Maja bailando
de la Vega Marrugal, José
La pintura Maja bailando, fechable hacia 1850 y atribuida a José de la Vega Marrugal, se inscribe en el Romanticismo español de mediados del siglo XIX, en un momento en que la figura de la maja se consolida como icono identitario y costumbrista, tanto dentro como fuera de España.
La escena representa a una joven bailarina, captada en pleno movimiento, con el cuerpo ligeramente girado, un brazo elevado y el otro dispuesto a acompañar el ritmo. El vestuario —rico en encajes, bordados dorados y contrastes cromáticos— remite a una estilización cortesana del traje popular, más cercana al escenario y al salón que a la calle.

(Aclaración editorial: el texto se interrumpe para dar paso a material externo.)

//! Run traces
//!
//! A run keeps one [`BranchTrace`] per compiled branch. A [`SignalTrace`]
//! merges those with the compiled tree into the nested shape callers and
//! tooling inspect.

use crate::action::Args;
use crate::state::Mutation;
use crate::tree::{BranchNode, PathSegment, Tree};
use chrono::{DateTime, Utc};
use indexmap::IndexMap;
use serde::{Deserialize, Serialize};
use serde_json::Value;
use ulid::Ulid;

/// Per-run bookkeeping for one branch
#[derive(Debug, Clone, Default, PartialEq, Serialize, Deserialize)]
pub struct BranchTrace {
    /// Shared arguments as the step saw them
    pub args: Option<Args>,

    /// Payload the step finished with
    pub output: Option<Value>,

    /// Step duration in milliseconds
    pub duration: Option<u64>,

    pub mutations: Vec<Mutation>,

    /// Output taken by the step
    pub output_path: Option<String>,

    pub is_executing: bool,
    pub has_executed: bool,
}

/// One branch of a [`SignalTrace`]
#[derive(Debug, Clone, PartialEq, Serialize, Deserialize)]
pub struct BranchRecord {
    pub name: String,
    pub path: Vec<PathSegment>,
    pub is_async: bool,
    pub action_index: usize,

    #[serde(flatten)]
    pub run: BranchTrace,

    #[serde(default, skip_serializing_if = "Option::is_none")]
    pub outputs: Option<IndexMap<String, Vec<TraceNode>>>,
}

/// An item of a traced branch list
#[derive(Debug, Clone, PartialEq, Serialize, Deserialize)]
#[serde(untagged)]
pub enum TraceNode {
    Branch(BranchRecord),
    Group(Vec<BranchRecord>),
}

/// Trace of one signal run
#[derive(Debug, Clone, PartialEq, Serialize, Deserialize)]
pub struct SignalTrace {
    pub id: String,
    pub name: String,
    pub args: Args,
    pub branches: Vec<TraceNode>,
    pub is_executing: bool,

    /// Run duration in milliseconds
    pub duration: Option<u64>,

    pub started_at: DateTime<Utc>,
}

impl SignalTrace {
    /// All branch records, depth first in definition order
    pub fn records(&self) -> Vec<&BranchRecord> {
        let mut records = Vec::new();
        collect(&self.branches, &mut records);
        records
    }

    /// First branch record with the given step name
    pub fn find(&self, name: &str) -> Option<&BranchRecord> {
        self.records().into_iter().find(|record| record.name == name)
    }
}

fn collect<'a>(nodes: &'a [TraceNode], records: &mut Vec<&'a BranchRecord>) {
    for node in nodes {
        match node {
            TraceNode::Branch(record) => visit(record, records),
            TraceNode::Group(members) => members.iter().for_each(|record| visit(record, records)),
        }
    }
}

fn visit<'a>(record: &'a BranchRecord, records: &mut Vec<&'a BranchRecord>) {
    records.push(record);
    if let Some(outputs) = &record.outputs {
        outputs.values().for_each(|nodes| collect(nodes, records));
    }
}

/// Mutable state of one run
#[derive(Debug)]
pub(crate) struct RunState {
    pub id: Ulid,
    pub name: String,
    pub args: Args,
    pub branches: Vec<BranchTrace>,
    pub is_executing: bool,
    pub duration: Option<u64>,
    pub started_at: DateTime<Utc>,
}

impl RunState {
    pub(crate) fn new(id: Ulid, name: impl Into<String>, args: Args, branch_count: usize) -> Self {
        Self {
            id,
            name: name.into(),
            args,
            branches: vec![BranchTrace::default(); branch_count],
            is_executing: true,
            duration: None,
            started_at: Utc::now(),
        }
    }

    pub(crate) fn snapshot(&self, tree: &Tree) -> SignalTrace {
        SignalTrace {
            id: self.id.to_string(),
            name: self.name.clone(),
            args: self.args.clone(),
            branches: self.nodes(tree, tree.branches()),
            is_executing: self.is_executing,
            duration: self.duration,
            started_at: self.started_at,
        }
    }

    fn nodes(&self, tree: &Tree, nodes: &[BranchNode]) -> Vec<TraceNode> {
        nodes
            .iter()
            .map(|node| match node {
                BranchNode::Branch(id) => TraceNode::Branch(self.record(tree, *id)),
                BranchNode::Group(ids) => {
                    TraceNode::Group(ids.iter().map(|id| self.record(tree, *id)).collect())
                }
            })
            .collect()
    }

    fn record(&self, tree: &Tree, id: usize) -> BranchRecord {
        let spec = tree.spec(id);
        BranchRecord {
            name: spec.name.clone(),
            path: spec.path.clone(),
            is_async: spec.is_async,
            action_index: spec.action_index,
            run: self.branches[id].clone(),
            outputs: spec.outputs.as_ref().map(|outputs| {
                outputs
                    .iter()
                    .map(|(key, nodes)| (key.clone(), self.nodes(tree, nodes)))
                    .collect()
            }),
        }
    }
}

#[cfg(test)]
mod tests {
    use super::*;
    use crate::action::{Action, Outcome};
    use crate::chain::Chain;
    use serde_json::json;

    fn sync(name: &str) -> Action {
        Action::sync(name, |_, _| Ok(Outcome::next()))
    }

    fn asynchronous(name: &str) -> Action {
        Action::asynchronous(name, |_, _| async { Ok(Outcome::next()) })
    }

    fn tree() -> Tree {
        Tree::compile(&[
            sync("load").into(),
            Chain::paths([("found", vec![sync("render").into()])]),
            Chain::parallel([asynchronous("notify").into(), asynchronous("audit").into()]),
        ])
    }

    #[test]
    fn test_snapshot_mirrors_tree_shape() {
        let tree = tree();
        let state = RunState::new(Ulid::new(), "page", Args::new(), tree.len());
        let trace = state.snapshot(&tree);

        assert!(trace.is_executing);
        assert_eq!(trace.branches.len(), 2);
        assert!(matches!(&trace.branches[1], TraceNode::Group(members) if members.len() == 2));

        let names: Vec<&str> = trace.records().iter().map(|r| r.name.as_str()).collect();
        assert_eq!(names, vec!["load", "render", "notify", "audit"]);
        assert!(!trace.find("render").unwrap().run.has_executed);
        assert!(trace.find("missing").is_none());
    }

    #[test]
    fn test_serialized_shape() {
        let tree = tree();
        let mut state = RunState::new(Ulid::new(), "page", Args::new(), tree.len());
        state.branches[0].output_path = Some("found".to_string());
        state.branches[0].has_executed = true;

        let value = serde_json::to_value(state.snapshot(&tree)).unwrap();
        let load = &value["branches"][0];
        assert_eq!(load["name"], json!("load"));
        assert_eq!(load["path"], json!([0]));
        assert_eq!(load["output_path"], json!("found"));
        assert_eq!(load["has_executed"], json!(true));
        assert_eq!(
            load["outputs"]["found"][0]["path"],
            json!([0, "outputs", "found", 0])
        );
        assert_eq!(value["branches"][1][1]["name"], json!("audit"));

        let back: SignalTrace = serde_json::from_value(value).unwrap();
        assert_eq!(back.find("load").unwrap().run.output_path.as_deref(), Some("found"));
    }
}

La figura principal aparece acompañada, al fondo, por dos mujeres elegantemente vestidas, que actúan como espectadoras y refuerzan el carácter social del baile.
La obra refleja un contexto burgués y urbano, propio de los espacios de sociabilidad del siglo XIX: salones privados, teatros domésticos o veladas donde el baile “a la española” funcionaba como espectáculo refinado y signo de distinción. La maja que aquí se presenta no es la figura marginal o popular del siglo anterior, sino una construcción idealizada, aceptable y admirada por la burguesía, convertida en emblema de una españolidad pintoresca pero domesticada.
Este tipo de representación responde también a la demanda extranjera —especialmente francesa e inglesa— de escenas de sabor local, donde el baile, el traje y los gestos codificados funcionan como marcadores culturales reconocibles.
Las castañuelas, aunque no siempre claramente visibles en todas las reproducciones, se presuponen como parte inseparable del gesto y de la coreografía representada. La posición de las manos, la elevación del brazo y la tensión del movimiento remiten inequívocamente al baile acompañado por idiófonos de entrechoque manual, ya plenamente identificados en el imaginario del siglo XIX como instrumento “nacional”.
En este contexto, las castañuelas dejan de ser un simple utensilio rítmico popular para convertirse en un atributo simbólico del baile español, asociado a la gracia femenina, la destreza técnica y la tradición.
Desde el punto de vista iconográfico, la obra se suma a un amplio corpus de imágenes decimonónicas en las que las castañuelas actúan como elemento definitorio de la escena: no tanto como objeto protagonista, sino como signo identitario que permite al espectador reconocer de inmediato el género, el origen cultural y el carácter del baile.